The Heat offer, which remains on the table, was confirmed to the Sun Sentinel by a party close to the negotiations.
According to the party, the Heat offer, which is for a flat $20 million for each of the two seasons, would allow Wade to opt out after the first of the two seasons and re-enter free agency next summer, when the NBA salary cap is again expected to make another quantum leap.
Wade earned $20 million on a one-year deal this past season, but salaries for commensurate players have exceeded that figure since Friday's start of NBA free agency.
Wade apparently is seeking an additional year at such a rate or higher from the Heat.
A $20 million salary next season would put him third on the Heat's payroll and the two-year offer would put him fourth in terms of committed total salary going forward.
Forward Chris Bosh, who remains hopeful of returning from the blood clots that have sidelined him over the second half of each of the past two seasons, is due $23.7 million next season, with $76 million due over the next three seasons. Center Hassan Whiteside on Friday agreed to a four-year, $98 million free-agency contract that will pay $22 million next season. Beyond that, guard Goran Dragic will earn $15.9 million next season, still due $70 million over the next four seasons.
Wade, who turns 35 in January, indicated at season's end he did not believe he was close to his career finish line, coming off one of his most productive and healthiest seasons in years.
"I hope that everything is quiet and works out the way I want it to," he said after the Heat were eliminated in Game 7 of the Eastern Conference semifinals by the Toronto Raptors. "But I have no control over that, as much as people might think.
"It's a lot of moving parts in free agency. I'm not worried about it. I'm not getting into how many years I want to play. Just because I sign a contract doesn't mean it's going to be it, that I'm going to play that contract out. The contract I look to sign this summer is something I hope I'm comfortable with."

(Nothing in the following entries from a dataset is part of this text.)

//! The debug-line ring: a bounded, lock-free diagnostic side channel.
//! Modelled on `dbg.c`'s `g_dbg` table — keys are compile-time constant
//! strings, compared by *pointer* identity rather than content, so two
//! textually-identical `&'static str` literals at different call sites are
//! deliberately distinct keys, matching the original.

use std::sync::atomic::{AtomicPtr, AtomicU64, AtomicUsize, Ordering};
use std::time::SystemTime;

const MAX_NUM_LINES: usize = 256;
const MAX_INSTANCES_PER_LINE: usize = 2;

struct Occurrence {
    time: AtomicPtr<SystemTime>,
    errno: AtomicPtr<i32>,
    detail: AtomicPtr<String>,
}

impl Occurrence {
    const fn new() -> Self {
        Self {
            time: AtomicPtr::new(std::ptr::null_mut()),
            errno: AtomicPtr::new(std::ptr::null_mut()),
            detail: AtomicPtr::new(std::ptr::null_mut()),
        }
    }

    fn store(&self, time: SystemTime, errno: Option<i32>, detail: String) {
        let prev_time = self
            .time
            .swap(Box::into_raw(Box::new(time)), Ordering::AcqRel);
        let prev_errno = self.errno.swap(
            errno.map(|e| Box::into_raw(Box::new(e))).unwrap_or(std::ptr::null_mut()),
            Ordering::AcqRel,
        );
        let prev_detail = self
            .detail
            .swap(Box::into_raw(Box::new(detail)), Ordering::AcqRel);

        // swap-then-free: whichever thread's swap returned the previous
        // pointer is the one responsible for dropping it, so the same
        // pointer is never freed twice.
        if !prev_time.is_null() {
            drop(unsafe { Box::from_raw(prev_time) });
        }
        if !prev_errno.is_null() {
            drop(unsafe { Box::from_raw(prev_errno) });
        }
        if !prev_detail.is_null() {
            drop(unsafe { Box::from_raw(prev_detail) });
        }
    }

    /// Best-effort read of this slot; `None` if it has never been written.
    fn snapshot(&self) -> Option<OccurrenceRecord> {
        let time_ptr = self.time.load(Ordering::Acquire);
        if time_ptr.is_null() {
            return None;
        }
        // SAFETY: non-null only after `store` boxed a value here; the
        // pointee is never mutated in place, only swapped and freed, so a
        // racing free can only ever replace this pointer, not invalidate
        // the value this particular read observed.
        let time = unsafe { *time_ptr };

        let errno_ptr = self.errno.load(Ordering::Acquire);
        let errno = if errno_ptr.is_null() {
            None
        } else {
            Some(unsafe { *errno_ptr })
        };

        let detail_ptr = self.detail.load(Ordering::Acquire);
        let detail = if detail_ptr.is_null() {
            String::new()
        } else {
            unsafe { (*detail_ptr).clone() }
        };

        Some(OccurrenceRecord { time, errno, detail })
    }
}

struct Line {
    key: AtomicPtr<u8>,
    // `key`'s data pointer alone can't be turned back into a `&str`: the
    // length has to be carried alongside it. Written once, alongside the
    // CAS that claims `key`, and never changed afterwards, so a plain
    // relaxed load/store pair is enough — no torn reads, since every writer
    // that can observe a given `key` pointer writes the same length.
    key_len: AtomicUsize,
    count: AtomicU64,
    instances: [Occurrence; MAX_INSTANCES_PER_LINE],
}

impl Line {
    const fn new() -> Self {
        Self {
            key: AtomicPtr::new(std::ptr::null_mut()),
            key_len: AtomicUsize::new(0),
            count: AtomicU64::new(0),
            instances: [Occurrence::new(), Occurrence::new()],
        }
    }
}

fn key_ptr(key: &'static str) -> *mut u8 {
    key.as_ptr() as *mut u8
}

pub struct LineTable {
    lines: Vec<Line>,
}

impl LineTable {
    pub fn new() -> Self {
        Self {
            lines: (0..MAX_NUM_LINES).map(|_| Line::new()).collect(),
        }
    }

    /// Record one occurrence of `key`, coalescing repeated occurrences of
    /// the same pointer-identical key into the same line. Silently drops
    /// the occurrence if the table's `MAX_NUM_LINES` slots are all claimed
    /// by distinct keys already — the source has no growth path either,
    /// and the caller set is small and static.
    pub fn record(&self, key: &'static str, errno: Option<i32>, detail: String) {
        let wanted = key_ptr(key);

        for line in &self.lines {
            let owns_slot = match line.key.load(Ordering::Acquire) {
                current if current == wanted => true,
                current if current.is_null() => {
                    // Claim it; if we lose the race, the winner's key might
                    // still be `wanted` (two threads logging the same key
                    // for the first time), so check the result either way
                    // instead of treating `Err` as "someone else's line".
                    match line.key.compare_exchange(
                        std::ptr::null_mut(),
                        wanted,
                        Ordering::AcqRel,
                        Ordering::Acquire,
                    ) {
                        Ok(_) => true,
                        Err(actual) => actual == wanted,
                    }
                }
                _ => false,
            };

            if owns_slot {
                // Idempotent: every thread that can observe this `key`
                // pointer writes the same `key.len()`, so a relaxed store
                // from a losing racer is harmless.
                line.key_len.store(key.len(), Ordering::Relaxed);
                let idx =
                    (line.count.fetch_add(1, Ordering::AcqRel) as usize) % MAX_INSTANCES_PER_LINE;
                line.instances[idx].store(SystemTime::now(), errno, detail);
                return;
            }
        }
        // table full; drop the occurrence
    }

    /// Number of lines currently claimed by a distinct key. Used by tests;
    /// not a hot-path operation.
    pub fn claimed_lines(&self) -> usize {
        self.lines
            .iter()
            .filter(|l| !l.key.load(Ordering::Acquire).is_null())
            .count()
    }

    /// Read back every claimed line and its recorded occurrences. A
    /// non-atomic, best-effort read: a concurrent `record` can be mid-write
    /// on one of the fields below, so this is for tests and an optional
    /// diagnostic dump, never for anything load-bearing, mirroring
    /// `dbgDumpAll`'s accessor role in the original.
    pub fn snapshot(&self) -> Vec<LineRecord> {
        let mut out = Vec::new();

        for line in &self.lines {
            let key_ptr = line.key.load(Ordering::Acquire);
            if key_ptr.is_null() {
                continue;
            }
            let len = line.key_len.load(Ordering::Acquire);

            // SAFETY: `key_ptr`/`len` came from a `&'static str` passed to
            // `record`, which stores its data pointer and byte length
            // together and never frees or mutates the string it points at.
            let key: &'static str = unsafe {
                std::str::from_utf8_unchecked(std::slice::from_raw_parts(key_ptr, len))
            };

            let count = line.count.load(Ordering::Acquire);
            let occurrences = line
                .instances
                .iter()
                .filter_map(Occurrence::snapshot)
                .collect();

            out.push(LineRecord {
                key,
                count,
                occurrences,
            });
        }

        out
    }
}

/// One recorded occurrence of a line, read back by [`LineTable::snapshot`].
#[derive(Debug, Clone)]
pub struct OccurrenceRecord {
    pub time: SystemTime,
    pub errno: Option<i32>,
    pub detail: String,
}

/// A claimed line and the occurrences recorded against it, read back by
/// [`LineTable::snapshot`].
#[derive(Debug, Clone)]
pub struct LineRecord {
    pub key: &'static str,
    pub count: u64,
    pub occurrences: Vec<OccurrenceRecord>,
}

impl Default for LineTable {
    fn default() -> Self {
        Self::new()
    }
}

impl Drop for LineTable {
    fn drop(&mut self) {
        for line in &self.lines {
            for inst in &line.instances {
                let t = inst.time.swap(std::ptr::null_mut(), Ordering::AcqRel);
                if !t.is_null() {
                    drop(unsafe { Box::from_raw(t) });
                }
                let e = inst.errno.swap(std::ptr::null_mut(), Ordering::AcqRel);
                if !e.is_null() {
                    drop(unsafe { Box::from_raw(e) });
                }
                let d = inst.detail.swap(std::ptr::null_mut(), Ordering::AcqRel);
                if !d.is_null() {
                    drop(unsafe { Box::from_raw(d) });
                }
            }
        }
    }
}

#[cfg(test)]
mod tests {
    use super::*;

    #[test]
    fn coalesces_same_key_pointer() {
        static KEY: &str = "injector: attach failed";
        let table = LineTable::new();

        table.record(KEY, Some(1), "first".into());
        table.record(KEY, Some(2), "second".into());

        assert_eq!(table.claimed_lines(), 1);
        let line = table
            .lines
            .iter()
            .find(|l| l.key.load(Ordering::Acquire) == key_ptr(KEY))
            .unwrap();
        assert_eq!(line.count.load(Ordering::Acquire), 2);
    }

    #[test]
    fn snapshot_reads_back_key_count_and_latest_occurrences() {
        static KEY: &str = "bashmem: failed to arm malloc hook";
        let table = LineTable::new();

        table.record(KEY, Some(13), "first".into());
        table.record(KEY, None, "second".into());

        let records = table.snapshot();
        let record = records.iter().find(|r| r.key == KEY).unwrap();
        assert_eq!(record.count, 2);
        assert_eq!(record.occurrences.len(), 2);
        assert!(record.occurrences.iter().any(|o| o.detail == "first" && o.errno == Some(13)));
        assert!(record.occurrences.iter().any(|o| o.detail == "second" && o.errno.is_none()));
    }

    #[test]
    fn snapshot_omits_unclaimed_lines() {
        let table = LineTable::new();
        assert!(table.snapshot().is_empty());
    }

    #[test]
    fn distinct_pointers_get_distinct_lines_even_if_equal_content() {
        let a: &'static str = Box::leak("same text".to_string().into_boxed_str());
        let b: &'static str = Box::leak("same text".to_string().into_boxed_str());

        let table = LineTable::new();
        table.record(a, None, "a".into());
        table.record(b, None, "b".into());

        assert_eq!(table.claimed_lines(), 2);
    }
}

The Heat have slow-played Wade's free agency, first locking up Whiteside and then awaiting a free-agency decision from Kevin Durant, who on Monday committed to the Golden State Warriors.
Heat President Pat Riley went into the offseason stressing more than financial remuneration when it came to Wade.
"Compensation to a player," Riley said, "is not just a way to get paid and live your life. Compensation to a player is about recognition and respect and a place. And so, we know where he belongs.
"When we get down and discuss it will be predicated on a lot of factors. He's a lifer. What he's done in this city over the last 13 years is irreplaceable. So, we want to do the right thing. There's no doubt."
According to an NBA agent not involved in the Wade negotiations, among the options for the Heat to resolve the impasse would be a third year on a Wade contract with contingencies, possibly partially guaranteed or a deal that locks in some or all of the 2018-19 salary based on Wade performance either this coming season or the following season.
Wade previously had been linked to free-agent interest from the New York Knicks and Chicago Bulls. The Knicks, however, instead utilized cap space on Charlotte Hornets free-agent guard Courtney Lee, while the Bulls utilized their cap space on Sacramento Kings free-agent guard Rajon Rondo.
The Milwaukee Bucks and Denver Nuggets continue to remain linked to interest in Wade, although it is not known if any outside team would be willing to go to three years at $60 million total, with the NBA salary cap again expected to flatten after 2017 free agency.
Wade has been at similar crossroads with the Heat in free agency in 2010, when he was linked to negotiations with his hometown Chicago Bulls before signing with the Heat along with Bosh and LeBron James, as well as last summer, when a threat of outside negotiations was present.
Free-agent contracts cannot be finalized until Thursday, at the end of the NBA's signing moratorium period.